Bartonellosis is a zoonotic infectious disease of worldwide distribution, caused by an expanding number of recently discovered Bartonella spp.
This review serves as an update on comparative medical aspects of this disease, including the epidemiology, pathogenesis, clinical diagnosis, treatment and challenges.
Of comparative medical importance, Bartonella spp. are transmitted by several arthropod vectors, including fleas, keds, lice, sand flies, ticks and, potentially, mites and spiders. Prior to 1990, there was only one named Bartonella species (B. bacilliformis), whereas there are now over 36, of which 17 have been associated with an expanding spectrum of animal and human diseases. Recent advances in diagnostic techniques have facilitated documentation of chronic bloodstream and dermatological infections with Bartonella spp. in healthy and sick animals, in human blood donors, and in immunocompetent and immunocompromised human patients. The field of Bartonella research remains in its infancy and is rich in questions, for which patient relevant answers are badly needed.
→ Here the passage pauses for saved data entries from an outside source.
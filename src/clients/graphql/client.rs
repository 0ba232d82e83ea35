//! GraphQL client implementation for the Shopify Admin API.
//!
//! This module provides the [`GraphqlClient`] type for executing GraphQL
//! queries and mutations against the Shopify Admin API and decoding the
//! `data` payload into caller-supplied types.

use serde::de::DeserializeOwned;

use crate::clients::graphql::GraphqlError;
use crate::clients::HttpClient;
use crate::config::{ApiVersion, ClientConfig};

/// GraphQL API client for the Shopify Admin API.
///
/// Provides [`query`](Self::query) and [`mutate`](Self::mutate) for executing
/// operations with variable support and typed decoding of the `data` payload.
/// This is the only network surface the rest of the crate depends on: the
/// bulk engine and the resource services both call through it.
///
/// # Thread Safety
///
/// `GraphqlClient` is `Send + Sync`, making it safe to share across async
/// tasks behind an `Arc`.
///
/// # Example
///
/// ```rust,ignore
/// use shopify_graphql::{ClientConfig, ShopDomain, AccessToken};
/// use shopify_graphql::clients::graphql::GraphqlClient;
/// use serde_json::json;
///
/// let config = ClientConfig::builder()
///     .shop(ShopDomain::new("my-store").unwrap())
///     .access_token(AccessToken::new("token").unwrap())
///     .build()
///     .unwrap();
///
/// let client = GraphqlClient::new(&config);
///
/// #[derive(serde::Deserialize)]
/// struct ShopData {
///     shop: Shop,
/// }
///
/// let data: ShopData = client
///     .query("query { shop { name } }", json!({}))
///     .await?;
/// ```
#[derive(Debug)]
pub struct GraphqlClient {
    /// The internal HTTP client for making requests.
    http_client: HttpClient,
    /// The API version being used.
    api_version: ApiVersion,
}

// Verify GraphqlClient is Send + Sync at compile time
const _: fn() = || {
    const fn assert_send_sync<T: Send + Sync>() {}
    assert_send_sync::<GraphqlClient>();
};

impl GraphqlClient {
    /// Creates a new GraphQL client for the given configuration.
    ///
    /// The base path is `/admin/api/{version}` using the configured API
    /// version. This constructor is infallible.
    #[must_use]
    pub fn new(config: &ClientConfig) -> Self {
        let api_version = config.api_version().clone();
        let base_path = format!("/admin/api/{api_version}");
        let http_client = HttpClient::new(base_path, config);

        Self {
            http_client,
            api_version,
        }
    }

    /// Returns the API version being used by this client.
    #[must_use]
    pub const fn api_version(&self) -> &ApiVersion {
        &self.api_version
    }

    /// Returns the underlying reqwest client.
    ///
    /// The bulk result fetcher reuses it for downloads from pre-signed
    /// result URLs, which live outside the Admin API base path.
    #[must_use]
    pub(crate) const fn http(&self) -> &reqwest::Client {
        self.http_client.inner()
    }

    /// Executes a GraphQL query and decodes the `data` payload.
    ///
    /// # Arguments
    ///
    /// * `query` - The GraphQL query string
    /// * `variables` - Variables for the query (`serde_json::json!({})` for none)
    ///
    /// # Errors
    ///
    /// Returns [`GraphqlError::Http`] for transport failures,
    /// [`GraphqlError::Response`] when the body carries top-level GraphQL
    /// errors, and [`GraphqlError::Decode`] when `data` does not match `T`.
    pub async fn query<T: DeserializeOwned>(
        &self,
        query: &str,
        variables: serde_json::Value,
    ) -> Result<T, GraphqlError> {
        self.execute(query, variables).await
    }

    /// Executes a GraphQL mutation and decodes the `data` payload.
    ///
    /// Mechanically identical to [`query`](Self::query); callers still need
    /// to unwrap the mutation payload's `userErrors` themselves.
    ///
    /// # Errors
    ///
    /// Same as [`query`](Self::query).
    pub async fn mutate<T: DeserializeOwned>(
        &self,
        mutation: &str,
        variables: serde_json::Value,
    ) -> Result<T, GraphqlError> {
        self.execute(mutation, variables).await
    }

    async fn execute<T: DeserializeOwned>(
        &self,
        query: &str,
        variables: serde_json::Value,
    ) -> Result<T, GraphqlError> {
        let body = serde_json::json!({
            "query": query,
            "variables": variables,
        });

        let response = self.http_client.post_json("graphql.json", &body).await?;

        if let Some(errors) = response.body.get("errors").and_then(|e| e.as_array()) {
            if !errors.is_empty() {
                let messages = errors
                    .iter()
                    .map(|e| {
                        e.get("message")
                            .and_then(|m| m.as_str())
                            .map_or_else(|| e.to_string(), String::from)
                    })
                    .collect();
                return Err(GraphqlError::Response { errors: messages });
            }
        }

        let data = response
            .body
            .get("data")
            .filter(|d| !d.is_null())
            .ok_or(GraphqlError::MissingData)?;

        tracing::debug!(api_version = %self.api_version, "GraphQL operation succeeded");

        Ok(serde_json::from_value(data.clone())?)
    }
}

#[cfg(test)]
mod tests {
    use super::*;
    use crate::config::{AccessToken, ShopDomain};

    fn test_config() -> ClientConfig {
        ClientConfig::builder()
            .shop(ShopDomain::new("test-shop").unwrap())
            .access_token(AccessToken::new("test-access-token").unwrap())
            .build()
            .unwrap()
    }

    #[test]
    fn test_graphql_client_uses_config_version() {
        let config = ClientConfig::builder()
            .shop(ShopDomain::new("test-shop").unwrap())
            .access_token(AccessToken::new("test-access-token").unwrap())
            .api_version(ApiVersion::V2025_07)
            .build()
            .unwrap();

        let client = GraphqlClient::new(&config);
        assert_eq!(client.api_version(), &ApiVersion::V2025_07);
    }

    #[test]
    fn test_graphql_client_defaults_to_latest_version() {
        let client = GraphqlClient::new(&test_config());
        assert_eq!(client.api_version(), &ApiVersion::latest());
    }

    #[test]
    fn test_graphql_client_is_send_sync() {
        fn assert_send_sync<T: Send + Sync>() {}
        assert_send_sync::<GraphqlClient>();
    }

    #[test]
    fn test_graphql_client_constructor_is_infallible() {
        let _client: GraphqlClient = GraphqlClient::new(&test_config());
    }
}
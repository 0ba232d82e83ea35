//! Error types for the resource services.

use crate::bulk::BulkError;
use crate::clients::graphql::{GraphqlError, UserError};
use crate::pagination::PaginationError;
use thiserror::Error;

/// Error type for resource service operations.
#[derive(Debug, Error)]
pub enum ResourceError {
    /// The GraphQL operation itself failed.
    #[error(transparent)]
    Graphql(#[from] GraphqlError),

    /// A bulk-backed listing failed.
    #[error(transparent)]
    Bulk(#[from] BulkError),

    /// The page request was invalid.
    #[error(transparent)]
    Pagination(#[from] PaginationError),

    /// The mutation succeeded at the transport level but the payload carried
    /// user-level validation errors.
    #[error("{operation} returned user errors: {}", errors.iter().map(ToString::to_string).collect::<Vec<_>>().join("; "))]
    UserErrors {
        /// The mutation that reported the errors.
        operation: &'static str,
        /// The reported errors, in payload order.
        errors: Vec<UserError>,
    },
}

/// Fails with [`ResourceError::UserErrors`] when a mutation payload carries
/// any user errors.
pub(super) fn check_user_errors(
    operation: &'static str,
    errors: Vec<UserError>,
) -> Result<(), ResourceError> {
    if errors.is_empty() {
        Ok(())
    } else {
        Err(ResourceError::UserErrors { operation, errors })
    }
}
Directed Bartonella research could substantially reduce a spectrum of chronic and debilitating animal and human diseases, and thereby reduce suffering throughout the world.
A One Health approach to this emerging infectious disease is clearly needed to define disease manifestations, to establish the comparative infectious disease pathogenesis of this stealth pathogen, to validate effective treatment regimens and to prevent zoonotic disease transmission.